Sheriffs from at least three counties in Minnesota are calling on the Department of Human Services to shoulder more of the cost of a growing mental health crisis in jails across the state.
A review of invoices sent to DHS by 5 INVESTIGATIONS reveals the agency was billed for more than $60,000 related to housing inmates who waited weeks and months to be transported to a state hospital for mental health treatment.
Minnesota law gives DHS 48 hours to find a bed for someone after a court finds them incompetent and orders them committed to a state facility.
Judges, lawyers and family members have recently criticized DHS for repeatedly violating what is known as the “48 Hour Law.”
RELATED: Commitment crisis: DHS violates Minnesota’s ’48-hour law’ for mental health treatment
This year alone, Blue Earth County Sheriff Brad Peterson billed DHS four times for inmates who stayed in his jail weeks after being civilly committed to treatment.
“When they are committed by the courts as mentally ill, I personally no longer call them ‘prisoners’ at that point. I call them patients,” Peterson said. “And if they are ‘patients,’ they are not prisoners and should not be in our prisons.”
Brown County Sheriff Jason Seidl also sent more than $25,000 worth of bills to DHS this year.
A summary of receipts from Clay County shows it billed DHS $21,240 for housing eight people over the past two years.
“We would send a bill if we kept someone else. If we house an inmate for another county, we’ll bill that county,” Seidl said. “The medical transports, the medications, the added time and the cuts we have to make for those individuals. It all adds up.”
But so far, DHS, the largest state agency in Minnesota, refuses to pay.
Multiple denial letters sent to sheriffs like Peterson and Seidl say “there is no provision in state law that allows or requires the Department of Human Services to reimburse jails” for people awaiting transfer to a state hospital.
In a statement to 5 INVESTIGATES, DHS added that it does not have the capacity to admit everyone who needs treatment right away.
This week, the agency said it had 62 people on its “priority admissions” waiting list.
“We recognize and understand the frustration that sheriffs are feeling and are open to finding creative solutions,” a DHS spokesperson wrote.
In recent court hearings, attorneys for DHS suggested that the clock on the 48-hour law only starts once an “appropriate medical bed” becomes available, but a judge rejected those arguments and ordered DHS to take immediate action.
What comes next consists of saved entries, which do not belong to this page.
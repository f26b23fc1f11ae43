use crate::config::ConvertOptions;
use crate::merge::{dedup_blocks, join_by_timing, merge_blocks, merge_lines};
use crate::precedence::{country_flag_key, is_logo_anim_flag, FlagDefaults, LOGO_ANIM_FLAG};
use crate::record::{Numbering, RecordType, Row, TimedBlock};
use std::collections::{BTreeMap, HashMap};

pub const NO_JOB_NUMBER: &str = "noJobNumber";

/// Timed rows of one scope (global, or a single video), by record type.
#[derive(Debug, Clone, Default, PartialEq)]
pub struct Tracks {
    pub subtitles: Vec<TimedBlock>,
    pub super_a: Vec<TimedBlock>,
    pub super_b: Vec<TimedBlock>,
    pub claims: Vec<TimedBlock>,
    pub disclaimers: Vec<TimedBlock>,
    pub disclaimers_02: Vec<TimedBlock>,
    pub logos: Vec<TimedBlock>,
    pub end_frames: Vec<TimedBlock>,
}

impl Tracks {
    fn bucket_mut(&mut self, record_type: RecordType) -> Option<&mut Vec<TimedBlock>> {
        match record_type {
            RecordType::Subtitle => Some(&mut self.subtitles),
            RecordType::SuperA => Some(&mut self.super_a),
            RecordType::SuperB => Some(&mut self.super_b),
            RecordType::Claim => Some(&mut self.claims),
            RecordType::Disclaimer => Some(&mut self.disclaimers),
            RecordType::Disclaimer02 => Some(&mut self.disclaimers_02),
            RecordType::Logo => Some(&mut self.logos),
            RecordType::EndFrame => Some(&mut self.end_frames),
            RecordType::MetaGlobal | RecordType::MetaLocal => None,
        }
    }

    fn finish(self, options: &ConvertOptions) -> Tracks {
        let lines = |blocks: Vec<TimedBlock>| {
            let merged = if options.merge_subtitles {
                merge_lines(blocks)
            } else {
                blocks
            };
            dedup_blocks(merged)
        };
        let blocks = |blocks: Vec<TimedBlock>, enabled: bool| {
            if enabled {
                merge_blocks(blocks)
            } else {
                blocks
            }
        };
        Tracks {
            subtitles: lines(self.subtitles),
            super_a: lines(self.super_a),
            super_b: lines(self.super_b),
            claims: if options.join_claim {
                join_by_timing(self.claims)
            } else {
                self.claims
            },
            disclaimers: blocks(self.disclaimers, options.merge_disclaimer),
            disclaimers_02: blocks(self.disclaimers_02, options.merge_disclaimer_02),
            logos: blocks(self.logos, true),
            end_frames: blocks(self.end_frames, true),
        }
    }
}

#[derive(Debug, Clone, PartialEq)]
pub struct VideoRecord {
    pub video_id: String,
    pub metadata: BTreeMap<String, String>,
    /// Flag overrides from `meta_local` rows, indexed by country position.
    pub flag_overrides: Vec<BTreeMap<String, String>>,
}

impl VideoRecord {
    fn new(video_id: &str, countries: usize) -> Self {
        Self {
            video_id: video_id.to_string(),
            metadata: BTreeMap::new(),
            flag_overrides: vec![BTreeMap::new(); countries],
        }
    }

    pub fn duration(&self) -> Option<&str> {
        self.metadata
            .get("duration")
            .map(|value| value.trim())
            .filter(|value| !value.is_empty())
    }
}

#[derive(Debug, Clone, Default, PartialEq)]
pub struct GlobalMetadata {
    pub values: BTreeMap<String, String>,
    pub job_numbers: Vec<Option<String>>,
    pub languages: Vec<Option<String>>,
    pub flags: FlagDefaults,
}

impl GlobalMetadata {
    fn new(countries: usize) -> Self {
        Self {
            values: BTreeMap::new(),
            job_numbers: vec![None; countries],
            languages: vec![None; countries],
            flags: FlagDefaults::new(countries),
        }
    }

    pub fn job_number(&self, country: usize) -> &str {
        self.job_numbers
            .get(country)
            .and_then(|value| value.as_deref())
            .unwrap_or(NO_JOB_NUMBER)
    }

    pub fn language(&self, country: usize) -> &str {
        self.languages
            .get(country)
            .and_then(|value| value.as_deref())
            .unwrap_or("")
    }
}

#[derive(Debug, Default)]
struct LineCounters {
    counters: HashMap<(RecordType, Option<String>), i64>,
}

impl LineCounters {
    fn assign(
        &mut self,
        record_type: RecordType,
        video_id: Option<&str>,
        explicit: Option<i64>,
        seed: i64,
    ) -> i64 {
        let counter = self
            .counters
            .entry((record_type, video_id.map(str::to_string)))
            .or_insert(seed);
        match (record_type.numbering(), explicit) {
            (Numbering::Sequential, Some(line)) => line,
            (Numbering::Sticky, Some(line)) => {
                *counter = line;
                line
            }
            (Numbering::Sticky, None) => *counter,
            (Numbering::Following, Some(line)) => {
                *counter = line + 1;
                line
            }
            (Numbering::Sequential | Numbering::Following, None) => {
                let line = *counter;
                *counter += 1;
                line
            }
        }
    }
}

/// Everything collected from one table, merged and ready for assembly.
#[derive(Debug, Clone, PartialEq)]
pub struct Aggregated {
    pub countries: Vec<String>,
    pub global: Tracks,
    pub per_video: BTreeMap<String, Tracks>,
    pub videos: Vec<VideoRecord>,
    pub metadata: GlobalMetadata,
}

impl Aggregated {
    pub fn video_tracks(&self, video_id: &str) -> Option<&Tracks> {
        self.per_video.get(video_id)
    }
}

/// Single-pass accumulator owning every counter and collection for one conversion.
pub struct Aggregator<'a> {
    options: &'a ConvertOptions,
    countries: Vec<String>,
    counters: LineCounters,
    global: Tracks,
    per_video: BTreeMap<String, Tracks>,
    videos: Vec<VideoRecord>,
    video_positions: HashMap<String, usize>,
    metadata: GlobalMetadata,
}

impl<'a> Aggregator<'a> {
    pub fn new(countries: Vec<String>, options: &'a ConvertOptions) -> Self {
        let count = countries.len();
        Self {
            options,
            countries,
            counters: LineCounters::default(),
            global: Tracks::default(),
            per_video: BTreeMap::new(),
            videos: Vec::new(),
            video_positions: HashMap::new(),
            metadata: GlobalMetadata::new(count),
        }
    }

    pub fn push(&mut self, row: Row) {
        match row.record_type {
            RecordType::MetaGlobal => self.push_meta_global(&row),
            RecordType::MetaLocal => self.push_meta_local(&row),
            RecordType::Subtitle | RecordType::SuperA | RecordType::SuperB => self.push_line(row),
            _ => self.push_track(row),
        }
    }

    pub fn finish(self) -> Aggregated {
        let options = self.options;
        Aggregated {
            countries: self.countries,
            global: self.global.finish(options),
            per_video: self
                .per_video
                .into_iter()
                .map(|(video_id, tracks)| (video_id, tracks.finish(options)))
                .collect(),
            videos: self.videos,
            metadata: self.metadata,
        }
    }

    fn video_mut(&mut self, video_id: &str) -> &mut VideoRecord {
        let countries = self.countries.len();
        let position = *self
            .video_positions
            .entry(video_id.to_string())
            .or_insert_with(|| {
                self.videos.push(VideoRecord::new(video_id, countries));
                self.videos.len() - 1
            });
        &mut self.videos[position]
    }

    fn push_line(&mut self, row: Row) {
        let Some(video_id) = row.video_id.clone() else {
            tracing::warn!(row = row.number, record_type = row.record_type.label(), "skipping row without video_id");
            return;
        };
        self.video_mut(&video_id);
        let line = self.counters.assign(
            row.record_type,
            Some(&video_id),
            row.line,
            self.options.start_line_index,
        );
        let record_type = row.record_type;
        let tracks = self.per_video.entry(video_id).or_default();
        if let Some(bucket) = tracks.bucket_mut(record_type) {
            bucket.push(row.into_block(line));
        }
    }

    fn push_track(&mut self, row: Row) {
        let record_type = row.record_type;
        let line = self
            .counters
            .assign(record_type, row.video_id.as_deref(), row.line, 1);
        let tracks = match row.video_id.clone() {
            Some(video_id) => self.per_video.entry(video_id).or_default(),
            None => &mut self.global,
        };
        if let Some(bucket) = tracks.bucket_mut(record_type) {
            bucket.push(row.into_block(line));
        }
    }

    fn push_meta_global(&mut self, row: &Row) {
        let key = row.key.as_str();
        if key.is_empty() {
            tracing::warn!(row = row.number, "skipping meta_global row without key");
            return;
        }
        let countries = self.countries.len();
        let metadata = &mut self.metadata;

        if key.eq_ignore_ascii_case("jobNumber") {
            for country in 0..countries {
                let value = row.text_for(country);
                if !value.is_empty() {
                    metadata.job_numbers[country] = Some(value.to_string());
                }
            }
            for slot in metadata.job_numbers.iter_mut().filter(|slot| slot.is_none()) {
                let fallback = if row.metadata.is_empty() {
                    NO_JOB_NUMBER
                } else {
                    row.metadata.as_str()
                };
                *slot = Some(fallback.to_string());
            }
            return;
        }

        if let Some(flag) = country_flag_key(key) {
            for country in 0..countries {
                let value = Some(row.text_for(country))
                    .filter(|value| !value.is_empty())
                    .unwrap_or(row.metadata.as_str());
                metadata.flags.set(country, flag, value);
            }
            return;
        }

        if key.eq_ignore_ascii_case("language") {
            for country in 0..countries {
                let value = [
                    row.texts.portrait[country].as_str(),
                    row.texts.landscape[country].as_str(),
                    row.metadata.as_str(),
                ]
                .into_iter()
                .find(|value| !value.is_empty())
                .unwrap_or("");
                metadata.languages[country] = Some(value.to_string());
            }
            return;
        }

        if is_logo_anim_flag(key) {
            let values = self.countries.iter().enumerate().map(|(country, code)| {
                let portrait = row.texts.portrait[country].as_str();
                let value = if portrait.is_empty() {
                    row.texts.landscape[country].as_str()
                } else {
                    portrait
                };
                (code.as_str(), value)
            });
            metadata
                .flags
                .logo_anim
                .record(&row.country_scope, &row.metadata, values);
            return;
        }

        let value = first_landscape(row).unwrap_or(row.metadata.as_str());
        if !value.is_empty() {
            metadata.values.insert(key.to_string(), value.to_string());
        }
    }

    fn push_meta_local(&mut self, row: &Row) {
        let key = row.key.as_str();
        let Some(video_id) = row.video_id.as_deref() else {
            return;
        };
        if key.is_empty() {
            return;
        }
        let countries = self.countries.len();
        let flag = country_flag_key(key).or_else(|| is_logo_anim_flag(key).then_some(LOGO_ANIM_FLAG));
        let video = self.video_mut(video_id);
        match flag {
            Some(flag) => {
                for country in 0..countries {
                    let value = Some(row.text_for(country))
                        .filter(|value| !value.is_empty())
                        .unwrap_or(row.metadata.as_str());
                    if !value.is_empty() {
                        video.flag_overrides[country].insert(flag.to_string(), value.to_string());
                    }
                }
            }
            None => {
                let value = first_landscape(row).unwrap_or(row.metadata.as_str());
                if !value.is_empty() {
                    video.metadata.insert(key.to_string(), value.to_string());
                }
            }
        }
    }
}

fn first_landscape(row: &Row) -> Option<&str> {
    row.texts
        .landscape
        .iter()
        .map(String::as_str)
        .find(|value| !value.is_empty())
}
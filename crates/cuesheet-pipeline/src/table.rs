use crate::error::ConvertError;
use std::fs;
use std::path::Path;
use std::str::FromStr;

pub const SNIFF_SAMPLE_CHARS: usize = 8192;
const CANDIDATES: [u8; 4] = [b',', b';', b'\t', b'|'];

#[derive(Debug, Clone, Copy, PartialEq, Eq)]
pub enum InputEncoding {
    Utf8,
    Latin1,
}

impl FromStr for InputEncoding {
    type Err = ConvertError;

    fn from_str(value: &str) -> Result<Self, Self::Err> {
        match value.trim().to_ascii_lowercase().replace('_', "-").as_str() {
            "utf-8" | "utf8" | "utf-8-sig" | "utf8-sig" => Ok(InputEncoding::Utf8),
            "latin-1" | "latin1" | "iso-8859-1" | "iso8859-1" => Ok(InputEncoding::Latin1),
            other => Err(ConvertError::Encoding(format!("unsupported encoding: {other}"))),
        }
    }
}

impl InputEncoding {
    pub fn decode(self, bytes: &[u8]) -> Result<String, ConvertError> {
        let text = match self {
            InputEncoding::Utf8 => String::from_utf8(bytes.to_vec())
                .map_err(|err| ConvertError::Encoding(format!("input is not valid utf-8: {err}")))?,
            InputEncoding::Latin1 => bytes.iter().map(|byte| char::from(*byte)).collect(),
        };
        match text.strip_prefix('\u{feff}') {
            Some(stripped) => Ok(stripped.to_string()),
            None => Ok(text),
        }
    }
}

#[derive(Debug, Clone, Copy, PartialEq, Eq)]
pub enum DelimiterHint {
    Auto,
    Fixed(u8),
}

impl FromStr for DelimiterHint {
    type Err = ConvertError;

    fn from_str(value: &str) -> Result<Self, Self::Err> {
        if value == "\t" {
            return Ok(DelimiterHint::Fixed(b'\t'));
        }
        match value.trim().to_ascii_lowercase().as_str() {
            "" | "auto" => Ok(DelimiterHint::Auto),
            "comma" => Ok(DelimiterHint::Fixed(b',')),
            "semicolon" => Ok(DelimiterHint::Fixed(b';')),
            "tab" | "\\t" => Ok(DelimiterHint::Fixed(b'\t')),
            "pipe" => Ok(DelimiterHint::Fixed(b'|')),
            _ if value.len() == 1 && value.is_ascii() => Ok(DelimiterHint::Fixed(value.as_bytes()[0])),
            other => Err(ConvertError::Config(format!("unknown delimiter: {other}"))),
        }
    }
}

#[derive(Debug, Clone, PartialEq, Eq)]
pub struct Table {
    pub headers: Vec<String>,
    pub rows: Vec<Vec<String>>,
    pub delimiter: u8,
}

impl Table {
    pub fn parse(bytes: &[u8], encoding: &str, delimiter: &str) -> Result<Self, ConvertError> {
        let encoding = InputEncoding::from_str(encoding)?;
        let hint = DelimiterHint::from_str(delimiter)?;
        let text = encoding.decode(bytes)?;
        Table::from_text(&text, hint)
    }

    pub fn from_text(text: &str, hint: DelimiterHint) -> Result<Self, ConvertError> {
        let delimiter = match hint {
            DelimiterHint::Fixed(delimiter) => delimiter,
            DelimiterHint::Auto => {
                let (sample, truncated) = sample_prefix(text, SNIFF_SAMPLE_CHARS);
                sniff_sample(sample, truncated)
            }
        };
        tracing::debug!(delimiter = %char::from(delimiter).escape_default(), "csv delimiter");

        let mut reader = csv::ReaderBuilder::new()
            .delimiter(delimiter)
            .has_headers(false)
            .flexible(true)
            .from_reader(text.as_bytes());
        let mut records = reader.records();
        let headers: Vec<String> = match records.next() {
            Some(record) => record?.iter().map(str::to_string).collect(),
            None => return Err(ConvertError::EmptyInput),
        };
        let mut rows = Vec::new();
        for record in records {
            let mut row: Vec<String> = record?.iter().map(str::to_string).collect();
            if row.len() < headers.len() {
                row.resize(headers.len(), String::new());
            }
            rows.push(row);
        }
        tracing::debug!(headers = ?headers, rows = rows.len(), "csv table read");
        Ok(Table {
            headers,
            rows,
            delimiter,
        })
    }
}

pub fn read_table(path: &Path, encoding: &str, delimiter: &str) -> Result<Table, ConvertError> {
    let bytes = fs::read(path)?;
    Table::parse(&bytes, encoding, delimiter)
}

pub fn sniff_delimiter(sample: &str) -> u8 {
    sniff_sample(sample, false)
}

fn sample_prefix(text: &str, max_chars: usize) -> (&str, bool) {
    match text.char_indices().nth(max_chars) {
        Some((offset, _)) => (&text[..offset], true),
        None => (text, false),
    }
}

fn sniff_sample(sample: &str, truncated: bool) -> u8 {
    let lines = count_per_line(sample, truncated);
    if let Some(delimiter) = most_consistent(&lines) {
        return delimiter;
    }
    let mut best: Option<(usize, u8)> = None;
    for (pos, candidate) in CANDIDATES.iter().enumerate() {
        let total: usize = lines.iter().map(|counts| counts[pos]).sum();
        if total > 0 && best.map_or(true, |(count, _)| total > count) {
            best = Some((total, *candidate));
        }
    }
    best.map_or(b',', |(_, delimiter)| delimiter)
}

// Delimiter counts per logical line, ignoring anything inside double quotes.
fn count_per_line(sample: &str, truncated: bool) -> Vec<[usize; 4]> {
    let mut lines = Vec::new();
    let mut counts = [0usize; 4];
    let mut in_quotes = false;
    let mut has_content = false;
    for byte in sample.bytes() {
        match byte {
            b'"' => {
                in_quotes = !in_quotes;
                has_content = true;
            }
            b'\n' if !in_quotes => {
                if has_content {
                    lines.push(counts);
                }
                counts = [0; 4];
                has_content = false;
            }
            b'\r' if !in_quotes => {}
            other => {
                has_content = true;
                if !in_quotes {
                    if let Some(pos) = CANDIDATES.iter().position(|candidate| *candidate == other) {
                        counts[pos] += 1;
                    }
                }
            }
        }
    }
    if has_content && (!truncated || lines.is_empty()) {
        lines.push(counts);
    }
    lines
}

fn most_consistent(lines: &[[usize; 4]]) -> Option<u8> {
    if lines.is_empty() {
        return None;
    }
    let mut best: Option<(f64, usize, u8)> = None;
    for (pos, candidate) in CANDIDATES.iter().enumerate() {
        let (mode, frequency) = modal_count(lines.iter().map(|counts| counts[pos]));
        if mode == 0 {
            continue;
        }
        let consistency = frequency as f64 / lines.len() as f64;
        let better = match best {
            None => true,
            Some((best_consistency, best_mode, _)) => {
                consistency > best_consistency
                    || (consistency == best_consistency && mode > best_mode)
            }
        };
        if better {
            best = Some((consistency, mode, *candidate));
        }
    }
    best.map(|(_, _, delimiter)| delimiter)
}

fn modal_count(counts: impl Iterator<Item = usize>) -> (usize, usize) {
    let mut tally: Vec<(usize, usize)> = Vec::new();
    for count in counts {
        match tally.iter_mut().find(|(value, _)| *value == count) {
            Some((_, frequency)) => *frequency += 1,
            None => tally.push((count, 1)),
        }
    }
    tally
        .into_iter()
        .max_by(|a, b| a.1.cmp(&b.1).then(a.0.cmp(&b.0)))
        .unwrap_or((0, 0))
}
RELATED: Judge orders DHS to explain, track failures to follow ’48-hour law’
Some mental health advocates have also called on counties to provide better mental health care to inmates waiting in jails, but sheriffs say they are not equipped to provide the same level of staffing or care as mental hospitals. state.
“They can push this to the sheriff’s office and the jail saying we have to take care of them too, but the state isn’t taking care of them,” Seidl said. “It’s the last game and they’re not paying their bills either.”